EXERCISE INSTRUCTIONS:
Using the data that follows, return exactly the lines from the one that contains "new job instead." through the one that contains "let uploaded = self.backend.upload_evidence(file);", ends included.

___ RECORDS PROVIDED

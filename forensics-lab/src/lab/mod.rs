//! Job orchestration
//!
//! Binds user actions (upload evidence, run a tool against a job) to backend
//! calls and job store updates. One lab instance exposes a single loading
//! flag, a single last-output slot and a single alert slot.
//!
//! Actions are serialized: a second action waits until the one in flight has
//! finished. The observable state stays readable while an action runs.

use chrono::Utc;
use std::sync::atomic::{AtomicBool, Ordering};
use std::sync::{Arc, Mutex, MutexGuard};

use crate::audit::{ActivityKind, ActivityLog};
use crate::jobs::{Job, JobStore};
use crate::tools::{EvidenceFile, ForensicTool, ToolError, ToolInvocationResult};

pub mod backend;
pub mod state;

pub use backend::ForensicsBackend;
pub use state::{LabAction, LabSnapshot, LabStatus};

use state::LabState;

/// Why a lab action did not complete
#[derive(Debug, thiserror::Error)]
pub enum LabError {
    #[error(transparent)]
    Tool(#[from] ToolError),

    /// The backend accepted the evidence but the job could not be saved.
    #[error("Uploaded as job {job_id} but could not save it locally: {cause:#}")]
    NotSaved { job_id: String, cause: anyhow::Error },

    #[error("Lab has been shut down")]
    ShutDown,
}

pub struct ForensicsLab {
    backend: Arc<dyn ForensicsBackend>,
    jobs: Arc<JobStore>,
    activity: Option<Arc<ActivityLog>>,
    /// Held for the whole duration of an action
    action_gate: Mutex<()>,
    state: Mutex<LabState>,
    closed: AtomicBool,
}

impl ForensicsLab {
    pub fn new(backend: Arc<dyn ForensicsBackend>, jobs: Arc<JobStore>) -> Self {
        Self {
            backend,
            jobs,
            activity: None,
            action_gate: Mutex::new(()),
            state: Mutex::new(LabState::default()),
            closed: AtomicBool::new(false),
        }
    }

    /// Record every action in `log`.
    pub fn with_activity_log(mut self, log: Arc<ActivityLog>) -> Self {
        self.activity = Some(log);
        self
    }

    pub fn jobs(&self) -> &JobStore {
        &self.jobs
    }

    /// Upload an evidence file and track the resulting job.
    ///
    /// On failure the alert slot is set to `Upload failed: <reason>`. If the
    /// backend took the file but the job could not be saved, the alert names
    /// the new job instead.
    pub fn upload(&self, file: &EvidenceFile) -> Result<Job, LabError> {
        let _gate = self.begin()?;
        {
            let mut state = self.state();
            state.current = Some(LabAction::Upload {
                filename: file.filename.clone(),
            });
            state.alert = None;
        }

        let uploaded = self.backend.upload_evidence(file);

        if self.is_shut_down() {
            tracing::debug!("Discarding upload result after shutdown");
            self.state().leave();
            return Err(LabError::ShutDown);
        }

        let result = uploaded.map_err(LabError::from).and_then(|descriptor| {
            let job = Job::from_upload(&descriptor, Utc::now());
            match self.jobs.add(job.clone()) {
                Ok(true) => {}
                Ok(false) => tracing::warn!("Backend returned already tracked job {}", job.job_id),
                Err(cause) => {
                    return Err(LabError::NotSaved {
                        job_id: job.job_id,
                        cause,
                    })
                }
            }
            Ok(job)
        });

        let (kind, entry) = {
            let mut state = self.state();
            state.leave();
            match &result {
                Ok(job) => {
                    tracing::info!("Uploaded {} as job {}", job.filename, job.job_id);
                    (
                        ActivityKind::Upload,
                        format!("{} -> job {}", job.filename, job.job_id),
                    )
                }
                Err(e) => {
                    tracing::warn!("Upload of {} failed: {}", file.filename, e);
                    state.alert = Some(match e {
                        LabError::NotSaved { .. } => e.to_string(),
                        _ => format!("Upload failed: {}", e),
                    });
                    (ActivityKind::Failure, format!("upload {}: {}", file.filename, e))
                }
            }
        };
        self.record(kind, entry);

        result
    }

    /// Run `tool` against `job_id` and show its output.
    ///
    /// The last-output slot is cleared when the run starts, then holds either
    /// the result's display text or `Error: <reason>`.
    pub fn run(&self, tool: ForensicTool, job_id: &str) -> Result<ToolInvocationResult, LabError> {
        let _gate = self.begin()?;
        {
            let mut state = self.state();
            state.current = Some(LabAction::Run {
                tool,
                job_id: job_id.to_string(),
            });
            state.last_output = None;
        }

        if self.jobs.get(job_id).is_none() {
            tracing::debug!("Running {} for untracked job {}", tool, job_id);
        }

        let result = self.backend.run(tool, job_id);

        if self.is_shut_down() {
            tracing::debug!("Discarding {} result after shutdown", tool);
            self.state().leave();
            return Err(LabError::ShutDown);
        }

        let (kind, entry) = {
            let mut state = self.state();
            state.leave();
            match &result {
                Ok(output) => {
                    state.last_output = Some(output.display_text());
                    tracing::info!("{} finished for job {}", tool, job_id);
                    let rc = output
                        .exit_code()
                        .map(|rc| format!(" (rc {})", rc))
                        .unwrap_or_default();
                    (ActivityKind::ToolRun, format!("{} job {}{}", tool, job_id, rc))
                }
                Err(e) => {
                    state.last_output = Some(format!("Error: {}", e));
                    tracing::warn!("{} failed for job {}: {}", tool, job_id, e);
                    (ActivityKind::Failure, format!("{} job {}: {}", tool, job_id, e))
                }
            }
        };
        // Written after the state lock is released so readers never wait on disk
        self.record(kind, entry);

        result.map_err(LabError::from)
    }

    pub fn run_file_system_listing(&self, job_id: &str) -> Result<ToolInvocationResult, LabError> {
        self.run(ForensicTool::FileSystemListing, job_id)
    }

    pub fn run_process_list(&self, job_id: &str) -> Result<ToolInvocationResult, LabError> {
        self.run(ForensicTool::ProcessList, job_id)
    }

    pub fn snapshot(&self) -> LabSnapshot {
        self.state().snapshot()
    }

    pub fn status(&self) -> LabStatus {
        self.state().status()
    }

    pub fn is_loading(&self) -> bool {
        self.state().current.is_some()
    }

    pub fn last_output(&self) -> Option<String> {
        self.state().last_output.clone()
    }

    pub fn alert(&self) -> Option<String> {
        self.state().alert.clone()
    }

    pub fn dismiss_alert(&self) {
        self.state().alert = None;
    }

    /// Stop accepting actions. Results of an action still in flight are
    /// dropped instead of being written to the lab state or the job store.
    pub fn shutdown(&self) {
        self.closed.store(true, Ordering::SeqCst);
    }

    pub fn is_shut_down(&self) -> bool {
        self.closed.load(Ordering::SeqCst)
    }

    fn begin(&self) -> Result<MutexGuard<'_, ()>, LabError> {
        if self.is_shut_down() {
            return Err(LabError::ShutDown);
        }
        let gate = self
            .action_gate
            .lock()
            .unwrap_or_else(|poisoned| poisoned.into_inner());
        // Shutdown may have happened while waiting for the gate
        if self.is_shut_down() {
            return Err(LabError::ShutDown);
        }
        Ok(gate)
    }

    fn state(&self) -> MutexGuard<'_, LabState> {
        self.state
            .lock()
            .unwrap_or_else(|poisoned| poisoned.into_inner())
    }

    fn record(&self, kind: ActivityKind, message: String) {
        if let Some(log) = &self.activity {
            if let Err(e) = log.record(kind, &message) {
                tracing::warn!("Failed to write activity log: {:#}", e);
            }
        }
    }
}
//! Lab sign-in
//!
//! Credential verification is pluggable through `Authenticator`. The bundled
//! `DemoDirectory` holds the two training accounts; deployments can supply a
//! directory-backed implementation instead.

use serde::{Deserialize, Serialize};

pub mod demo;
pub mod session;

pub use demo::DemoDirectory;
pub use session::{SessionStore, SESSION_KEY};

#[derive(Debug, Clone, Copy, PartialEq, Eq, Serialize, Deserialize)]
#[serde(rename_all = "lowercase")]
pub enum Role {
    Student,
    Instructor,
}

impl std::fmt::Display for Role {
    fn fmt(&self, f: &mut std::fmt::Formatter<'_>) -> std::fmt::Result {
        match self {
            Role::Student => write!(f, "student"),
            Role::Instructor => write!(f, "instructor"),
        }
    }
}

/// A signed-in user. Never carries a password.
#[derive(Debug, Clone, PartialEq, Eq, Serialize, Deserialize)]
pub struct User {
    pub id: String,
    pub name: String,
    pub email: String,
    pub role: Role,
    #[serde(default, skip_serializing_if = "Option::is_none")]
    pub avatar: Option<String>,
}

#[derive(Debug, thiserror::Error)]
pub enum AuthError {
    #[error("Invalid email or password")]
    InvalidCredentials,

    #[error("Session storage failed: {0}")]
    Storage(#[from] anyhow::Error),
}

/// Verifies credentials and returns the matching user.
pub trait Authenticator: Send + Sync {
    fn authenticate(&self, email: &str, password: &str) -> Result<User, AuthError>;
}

______

ANSWER FOR THIS EXERCISE:
    /// the new job instead.
    pub fn upload(&self, file: &EvidenceFile) -> Result<Job, LabError> {
        let _gate = self.begin()?;
        {
            let mut state = self.state();
            state.current = Some(LabAction::Upload {
                filename: file.filename.clone(),
            });
            state.alert = None;
        }

        let uploaded = self.backend.upload_evidence(file);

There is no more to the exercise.